Was this always his intention? To create an investigative documentary that would 'explain' his crimes? Or is he just enamoured with the idea of how the same technology that he used to presumably get involved with the web show and eventually track and kill the hosts of it on their live broadcast evening could also eventually be powerful enough to discover his involvement if he fed enough clues into the system?
Or is it a story about a filmmaker who gets so involved with their subject that they eventually will themselves into the footage as the face of the killer to provide the proper climax for their film? As with Cannibal Holocaust (or something like The Element of Crime where the main character has to eventually commit the final murder in the series himself so as not to spoil his thesis on the murderer's motivations) is there a danger of projecting oneself too much into the darkness at the heart of an ambiguous and otherwise inexplicable situation in order to provide the necessary sense of closure?

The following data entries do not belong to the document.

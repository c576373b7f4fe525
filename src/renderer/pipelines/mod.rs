// src/renderer/pipelines/mod.rs
//! Rendering pipeline implementations.

pub mod base;
pub mod glow;
pub mod heart;
pub mod particles;
pub mod shadow;
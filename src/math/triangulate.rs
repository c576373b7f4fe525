// src/math/triangulate.rs
//! Ear-clipping triangulation of simple polygons.
//!
//! Used to build the lids of the extruded heart. The input must be a simple
//! polygon wound counter-clockwise; the returned triangles keep that winding.

use glam::Vec2;

/// Triangulates a counter-clockwise simple polygon.
///
/// Returns index triples into `points`. A polygon with fewer than three
/// vertices yields no triangles. Every boundary edge of the polygon appears
/// in exactly one triangle, so the result stitches watertight onto walls
/// built from the same outline. Collinear vertices are only clipped once no
/// proper ear is left, as zero-area triangles. If no ear can be found at all
/// the remaining vertices are closed with a fan.
pub fn ear_clip(points: &[Vec2]) -> Vec<[u32; 3]> {
    let n = points.len();
    if n < 3 {
        return Vec::new();
    }

    let mut triangles = Vec::with_capacity(n - 2);
    let mut remaining: Vec<usize> = (0..n).collect();

    while remaining.len() > 3 {
        let len = remaining.len();
        let corner = |i: usize| {
            let prev = remaining[(i + len - 1) % len];
            let next = remaining[(i + 1) % len];
            (prev, remaining[i], next)
        };

        let ear = (0..len).find(|&i| {
            let (prev, curr, next) = corner(i);
            let (a, b, c) = (points[prev], points[curr], points[next]);
            if turn(a, b, c) <= collinear_tolerance(a, b) {
                return false;
            }
            !remaining.iter().any(|&j| {
                j != prev
                    && j != curr
                    && j != next
                    && points[j] != a
                    && points[j] != b
                    && points[j] != c
                    && point_in_triangle(points[j], a, b, c)
            })
        });
        let clipped = ear.or_else(|| {
            (0..len).find(|&i| {
                let (prev, curr, next) = corner(i);
                let (a, b, c) = (points[prev], points[curr], points[next]);
                turn(a, b, c).abs() <= collinear_tolerance(a, b)
            })
        });

        match clipped {
            Some(i) => {
                let (prev, curr, next) = corner(i);
                triangles.push([prev as u32, curr as u32, next as u32]);
                remaining.remove(i);
            }
            None => {
                log::warn!(
                    "ear clipping stalled with {} vertices left, closing with a fan",
                    remaining.len()
                );
                let anchor = remaining[0];
                for w in remaining[1..].windows(2) {
                    triangles.push([anchor as u32, w[0] as u32, w[1] as u32]);
                }
                return triangles;
            }
        }
    }

    triangles.push([remaining[0] as u32, remaining[1] as u32, remaining[2] as u32]);
    triangles
}

#[inline]
fn turn(a: Vec2, b: Vec2, c: Vec2) -> f32 {
    (b - a).perp_dot(c - b)
}

#[inline]
fn collinear_tolerance(a: Vec2, b: Vec2) -> f32 {
    f32::EPSILON * (b - a).length_squared().max(1.0)
}

fn point_in_triangle(p: Vec2, a: Vec2, b: Vec2, c: Vec2) -> bool {
    let d1 = (b - a).perp_dot(p - a);
    let d2 = (c - b).perp_dot(p - b);
    let d3 = (a - c).perp_dot(p - c);
    d1 >= 0.0 && d2 >= 0.0 && d3 >= 0.0
}

#[cfg(test)]
mod tests {
    use super::*;
    use crate::math::bezier::signed_area;

    fn area_of(points: &[Vec2], tris: &[[u32; 3]]) -> f32 {
        tris.iter()
            .map(|t| {
                signed_area(&[
                    points[t[0] as usize],
                    points[t[1] as usize],
                    points[t[2] as usize],
                ])
            })
            .sum()
    }

    #[test]
    fn test_square() {
        let square = [Vec2::ZERO, Vec2::X, Vec2::ONE, Vec2::Y];
        let tris = ear_clip(&square);
        assert_eq!(tris.len(), 2);
        assert!((area_of(&square, &tris) - 1.0).abs() < 1e-6);
    }

    #[test]
    fn test_concave_keeps_area_and_winding() {
        // An "L" shape: area 3
        let shape = [
            Vec2::new(0.0, 0.0),
            Vec2::new(2.0, 0.0),
            Vec2::new(2.0, 1.0),
            Vec2::new(1.0, 1.0),
            Vec2::new(1.0, 2.0),
            Vec2::new(0.0, 2.0),
        ];
        let tris = ear_clip(&shape);
        assert_eq!(tris.len(), shape.len() - 2);
        for t in &tris {
            let a = signed_area(&[shape[t[0] as usize], shape[t[1] as usize], shape[t[2] as usize]]);
            assert!(a >= 0.0, "triangle {:?} flipped", t);
        }
        assert!((area_of(&shape, &tris) - 3.0).abs() < 1e-5);
    }

    #[test]
    fn test_collinear_vertex_keeps_boundary_edges() {
        // Square with an extra vertex in the middle of the bottom edge.
        let shape = [
            Vec2::new(0.0, 0.0),
            Vec2::new(0.5, 0.0),
            Vec2::new(1.0, 0.0),
            Vec2::new(1.0, 1.0),
            Vec2::new(0.0, 1.0),
        ];
        let tris = ear_clip(&shape);
        assert_eq!(tris.len(), shape.len() - 2);
        assert!((area_of(&shape, &tris) - 1.0).abs() < 1e-6);

        let n = shape.len() as u32;
        for i in 0..n {
            let edge = (i, (i + 1) % n);
            let found = tris.iter().any(|t| {
                [(t[0], t[1]), (t[1], t[2]), (t[2], t[0])].contains(&edge)
            });
            assert!(found, "boundary edge {:?} missing", edge);
        }
    }

    #[test]
    fn test_too_few_points() {
        assert!(ear_clip(&[Vec2::ZERO, Vec2::X]).is_empty());
    }
}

It is really a film skewering the assumptions that we in the audience have of the media, and the assumptions that the media has of itself, by trying to use its own tricks of its trade (of creating a coherent story from messy reality, whether 'true' or not) against it. The police are entirely credulous about whatever imagery that they see, because how could it possibly lead to any other conclusion? The prosecution cynically cut up the footage available to them at the time of the trial to achieve their own goals of a successful guilty verdict. The witnesses feel safe to talk about the situation from a distance of closure now that the trial has come to a conclusion ("The truth is what time has made of this event. It
has been good for business. Often murder is. So many involved have benefited from this event. The inevitable book deal is being replaced with a career in the business of image control, and most of the people interviewed are willing to embrace it"). The documentarian creating the feature that we are watching is himself creating a narrative out the events, one in which he has inserted himself as an intrepid investigator, which in his emotionless philosophical pronouncements comes across as rather self-aggrandising and arrogant in a detached way:
until it becomes revealed as an actual psychopathic trait at the twist.
And the expert sees themselves in a detached manner as well, safely investigating footage from an old crime from the comfort of their editing desk full of equipment that can deal with any situation being thrown at it, until she is too good at her job and reveals too many secrets that should have remained hidden. The unforeseen danger of the expert unleashing forces they cannot control, and had never considered because their view was so narrowly focused on their specialised skillset that they unfortunately couldn't see the woods for the trees until it was too late.